Credentialing is the process of assessing and verifying the qualifications of a health care provider to obtain appointment to a medical staff or to be approved as a provider in a health plan or health care network. Although many of the requirements for credentialing are similar to those for licensure, each health care organization determines its own criteria and processes. The health care organization may therefore set standards and expectations for quality, safety, and other performance measures that go beyond licensure standards.

Privileging is the process of evaluating the training, experience, and current competency of an individual to perform specific medical services as a part of a medical staff. Privileges are detailed and specific, and providers may only offer medical services in those areas in which they hold privileges. For most requested privileges, the designated individuals within the health care organization will review the provider’s education and training, past clinical performance, malpractice history, and the number of cases performed. An organization’s decision to limit a provider’s privileges can be grounds for legal action by the applicant or require the organization to submit a report to the applicable state or federal regulatory agency and, therefore, must be done with great care and consistency. Today, most health care organizations also employ a process of ongoing concurrent review after the granting of privileges to ensure that competency is maintained.

How health care organizations credential and privilege providers

The specific processes for credentialing and privileging are delineated in a combination of the health care organization’s medical staff bylaws, rules and regulations, and policies and procedures. For legal and regulatory reasons, it is essential that the processes are clearly outlined and precisely followed. Otherwise, the health care organization may have a limited ability to correct or dismiss providers due to inadequate performance.

In most health care organizations, the data collection involved with credentialing and privileging is performed by individuals specifically designated by the organization.
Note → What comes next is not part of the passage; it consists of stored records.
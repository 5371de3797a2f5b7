//! Automated content checks used by the Reviewer, and source credibility
//! heuristics used by the Researcher.
//!
//! [`ContentValidator::validate`] averages up to five sub-scores:
//!
//! | Check | Score |
//! |-------|-------|
//! | length | 0.3 below the minimum, 0.8 above the maximum, else 1.0 |
//! | structure | 0.4 with fewer than 3 paragraphs, else 0.6 + 0.2 (intro) + 0.2 (conclusion) |
//! | readability | 1.0 minus penalties for long/short average and very long sentences |
//! | citations | 0.3 with none, 0.7 below 0.5 per 100 words, else 1.0 |
//! | alignment | capitalised-term overlap with the research (only when research is given) |

use std::collections::HashSet;

use once_cell::sync::Lazy;
use regex::Regex;

use pipeline::ReviewConfig;

static SENTENCE_END: Lazy<Regex> = Lazy::new(|| Regex::new(r"[.!?]+").expect("valid regex"));

static CITATION_PATTERNS: Lazy<Vec<Regex>> = Lazy::new(|| {
    [
        r"\[\d+\]",
        r"\([\w\s]+,?\s+\d{4}\)",
        r"(?i)according to",
        r"(?i)research shows",
        r"(?i)study found",
        r"https?://\S+",
    ]
    .iter()
    .map(|p| Regex::new(p).expect("valid regex"))
    .collect()
});

static CAPITALISED_TERM: Lazy<Regex> =
    Lazy::new(|| Regex::new(r"\b[A-Z][a-z]+\b").expect("valid regex"));

const INTRO_MARKERS: &[&str] = &["introduction", "overview", "in this", "this article", "this post"];
const CONCLUSION_MARKERS: &[&str] = &["conclusion", "summary", "in conclusion", "to summarize", "overall"];

/// Outcome of [`ContentValidator::validate`].
#[derive(Debug, Clone, PartialEq)]
pub struct ValidationResult {
    /// Mean of the sub-scores, in `[0, 1]`.
    pub score: f64,
    /// Problems that count against approval.
    pub issues: Vec<String>,
    /// Observations that do not count as issues.
    pub warnings: Vec<String>,
    /// Improvement suggestions.
    pub suggestions: Vec<String>,
}

/// Heuristic quality checks on a draft.
#[derive(Debug, Clone)]
pub struct ContentValidator {
    min_word_count: usize,
    max_word_count: usize,
}

impl Default for ContentValidator {
    fn default() -> Self {
        Self::new(&ReviewConfig::default())
    }
}

impl ContentValidator {
    pub fn new(config: &ReviewConfig) -> Self {
        Self {
            min_word_count: config.min_word_count,
            max_word_count: config.max_word_count,
        }
    }

    /// Runs every check on `content`; `research` enables the alignment check.
    pub fn validate(&self, content: &str, research: Option<&str>) -> ValidationResult {
        let mut result = ValidationResult {
            score: 0.0,
            issues: Vec::new(),
            warnings: Vec::new(),
            suggestions: Vec::new(),
        };

        let mut scores = vec![
            self.check_length(content, &mut result),
            check_structure(content, &mut result),
            check_readability(content, &mut result),
            check_citations(content, &mut result),
        ];
        if let Some(research) = research.filter(|r| !r.trim().is_empty()) {
            scores.push(check_alignment(content, research, &mut result));
        }

        result.score = scores.iter().sum::<f64>() / scores.len() as f64;
        result
    }

    fn check_length(&self, content: &str, result: &mut ValidationResult) -> f64 {
        let words = content.split_whitespace().count();
        if words < self.min_word_count {
            result.issues.push(format!(
                "Content too short: {words} words (minimum: {})",
                self.min_word_count
            ));
            0.3
        } else if words > self.max_word_count {
            result.warnings.push(format!(
                "Content very long: {words} words (maximum: {})",
                self.max_word_count
            ));
            0.8
        } else {
            1.0
        }
    }
}

fn check_structure(content: &str, result: &mut ValidationResult) -> f64 {
    let paragraphs: Vec<&str> = content
        .split("\n\n")
        .map(str::trim)
        .filter(|p| !p.is_empty())
        .collect();
    if paragraphs.len() < 3 {
        result
            .issues
            .push("Content lacks proper structure (needs at least 3 paragraphs)".into());
        return 0.4;
    }

    let mut score = 0.6;
    let first = paragraphs[0].to_lowercase();
    if INTRO_MARKERS.iter().any(|m| first.contains(m)) {
        score += 0.2;
    } else {
        result.warnings.push("No clear introduction detected".into());
    }
    let last = paragraphs[paragraphs.len() - 1].to_lowercase();
    if CONCLUSION_MARKERS.iter().any(|m| last.contains(m)) {
        score += 0.2;
    } else {
        result.warnings.push("No clear conclusion detected".into());
    }
    score
}

fn check_readability(content: &str, result: &mut ValidationResult) -> f64 {
    let lengths: Vec<usize> = SENTENCE_END
        .split(content)
        .map(|s| s.split_whitespace().count())
        .filter(|&n| n > 0)
        .collect();
    if lengths.is_empty() {
        return 0.0;
    }

    let average = lengths.iter().sum::<usize>() as f64 / lengths.len() as f64;
    let mut score: f64 = 1.0;
    if average > 25.0 {
        result
            .warnings
            .push(format!("Average sentence length is high ({average:.1} words)"));
        result
            .suggestions
            .push("Consider breaking long sentences into shorter ones".into());
        score -= 0.2;
    } else if average < 8.0 {
        result
            .warnings
            .push(format!("Average sentence length is low ({average:.1} words)"));
        result
            .suggestions
            .push("Consider combining some short sentences for better flow".into());
        score -= 0.1;
    }

    let very_long = lengths.iter().filter(|&&n| n > 40).count();
    if very_long > 0 {
        result
            .warnings
            .push(format!("Found {very_long} very long sentences (>40 words)"));
        score -= 0.1;
    }
    score.max(0.0)
}

fn check_citations(content: &str, result: &mut ValidationResult) -> f64 {
    let count: usize = CITATION_PATTERNS
        .iter()
        .map(|re| re.find_iter(content).count())
        .sum();
    if count == 0 {
        result.issues.push("No citations or sources found".into());
        result
            .suggestions
            .push("Add references to support claims".into());
        return 0.3;
    }

    let words = content.split_whitespace().count().max(1) as f64;
    let per_hundred = count as f64 / (words / 100.0);
    if per_hundred < 0.5 {
        result
            .suggestions
            .push("Consider adding more citations to support claims".into());
        0.7
    } else {
        1.0
    }
}

fn capitalised_terms(text: &str) -> HashSet<&str> {
    CAPITALISED_TERM.find_iter(text).map(|m| m.as_str()).collect()
}

fn check_alignment(content: &str, research: &str, result: &mut ValidationResult) -> f64 {
    let research_terms = capitalised_terms(research);
    if research_terms.is_empty() {
        return 0.8;
    }
    let content_terms = capitalised_terms(content);
    let overlap =
        research_terms.intersection(&content_terms).count() as f64 / research_terms.len() as f64;
    if overlap < 0.3 {
        result
            .issues
            .push("Content may not align well with research data".into());
        0.5
    } else if overlap < 0.5 {
        0.7
    } else {
        1.0
    }
}

// ---------------------------------------------------------------------------
// Source credibility
// ---------------------------------------------------------------------------

const TRUSTED_DOMAINS: &[&str] = &[
    ".edu", ".gov", ".org", "wikipedia.org", "arxiv.org", "nature.com", "science.org",
    "nytimes.com", "wsj.com", "reuters.com", "bbc.com",
];

/// Credibility summary of a source list.
#[derive(Debug, Clone, PartialEq)]
pub struct SourceCredibility {
    pub total: usize,
    pub https: usize,
    pub trusted: usize,
    /// `0.4 * https share + 0.6 * trusted share`.
    pub score: f64,
    pub warnings: Vec<String>,
}

/// Scores source URLs by HTTPS use and domain reputation.
pub fn assess_sources(sources: &[String]) -> SourceCredibility {
    let mut assessment = SourceCredibility {
        total: sources.len(),
        https: 0,
        trusted: 0,
        score: 0.0,
        warnings: Vec::new(),
    };
    if sources.is_empty() {
        assessment.warnings.push("No sources provided".into());
        return assessment;
    }

    for url in sources {
        let Some((scheme, rest)) = url.split_once("://") else {
            assessment.warnings.push(format!("Invalid URL: {url}"));
            continue;
        };
        if scheme.eq_ignore_ascii_case("https") {
            assessment.https += 1;
        } else {
            assessment.warnings.push(format!("Non-HTTPS source: {url}"));
        }
        let host = rest.split(['/', '?', '#']).next().unwrap_or_default().to_lowercase();
        if TRUSTED_DOMAINS.iter().any(|d| host.contains(d)) {
            assessment.trusted += 1;
        }
    }

    let total = sources.len() as f64;
    assessment.score = 0.4 * assessment.https as f64 / total + 0.6 * assessment.trusted as f64 / total;
    assessment
}

#[cfg(test)]
mod tests {
    use super::*;

    fn paragraph(words: usize, seed: &str) -> String {
        let sentence = format!("{seed} explains how Transformers changed language modelling today.");
        let per = sentence.split_whitespace().count();
        vec![sentence; words.div_ceil(per)].join(" ")
    }

    fn good_article() -> String {
        format!(
            "In this article we give an overview of Transformers [1].\n\n{}\n\n{}\n\nIn conclusion, Attention matters [2].",
            paragraph(80, "Research"),
            paragraph(80, "According to Vaswani, attention")
        )
    }

    #[test]
    fn short_unstructured_text_scores_low() {
        let result = ContentValidator::default().validate("Too short.", None);
        assert!(result.issues.iter().any(|i| i.contains("too short")));
        assert!(result.issues.iter().any(|i| i.contains("structure")));
        assert!(result.issues.iter().any(|i| i.contains("No citations")));
        assert!(result.score < 0.6);
    }

    #[test]
    fn structured_cited_article_passes() {
        let result = ContentValidator::default().validate(&good_article(), None);
        assert!(result.issues.is_empty(), "unexpected issues: {:?}", result.issues);
        assert!(result.score > 0.9);
    }

    #[test]
    fn alignment_flags_unrelated_research() {
        let research = "Photosynthesis Chlorophyll Mitochondria Ribosome Enzyme Glucose";
        let result = ContentValidator::default().validate(&good_article(), Some(research));
        assert!(result
            .issues
            .iter()
            .any(|i| i.contains("align well with research")));
    }

    #[test]
    fn alignment_accepts_matching_research() {
        let research = "Transformers rely on Attention, as shown by Vaswani.";
        let result = ContentValidator::default().validate(&good_article(), Some(research));
        assert!(result.issues.is_empty());
    }

    #[test]
    fn long_sentences_are_penalised() {
        let mut result = ValidationResult {
            score: 0.0,
            issues: vec![],
            warnings: vec![],
            suggestions: vec![],
        };
        let sentence = vec!["word"; 45].join(" ") + ".";
        let score = check_readability(&sentence, &mut result);
        assert!((score - 0.7).abs() < 1e-9);
        assert_eq!(result.warnings.len(), 2);
    }

    #[test]
    fn source_credibility_weights_https_and_trust() {
        let sources = vec![
            "https://en.wikipedia.org/wiki/Transformer".to_string(),
            "http://example.com/post".to_string(),
        ];
        let assessment = assess_sources(&sources);
        assert_eq!(assessment.https, 1);
        assert_eq!(assessment.trusted, 1);
        assert!((assessment.score - 0.5).abs() < 1e-9);
        assert!(assessment.warnings.iter().any(|w| w.contains("Non-HTTPS")));
    }
}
These individuals may function solely as credentialing/privileging personnel, or this function may be part of the broader services provided by medical staff services. Following the collection of data, a credentialing or personnel committee or designee reviews the data and makes recommendations to the governing body. In acute care hospitals, the medical executive committee is responsible for forwarding recommendations to the governing body of the health care organization, which is ultimately responsible for the decisions concerning staff membership and clinical privileges.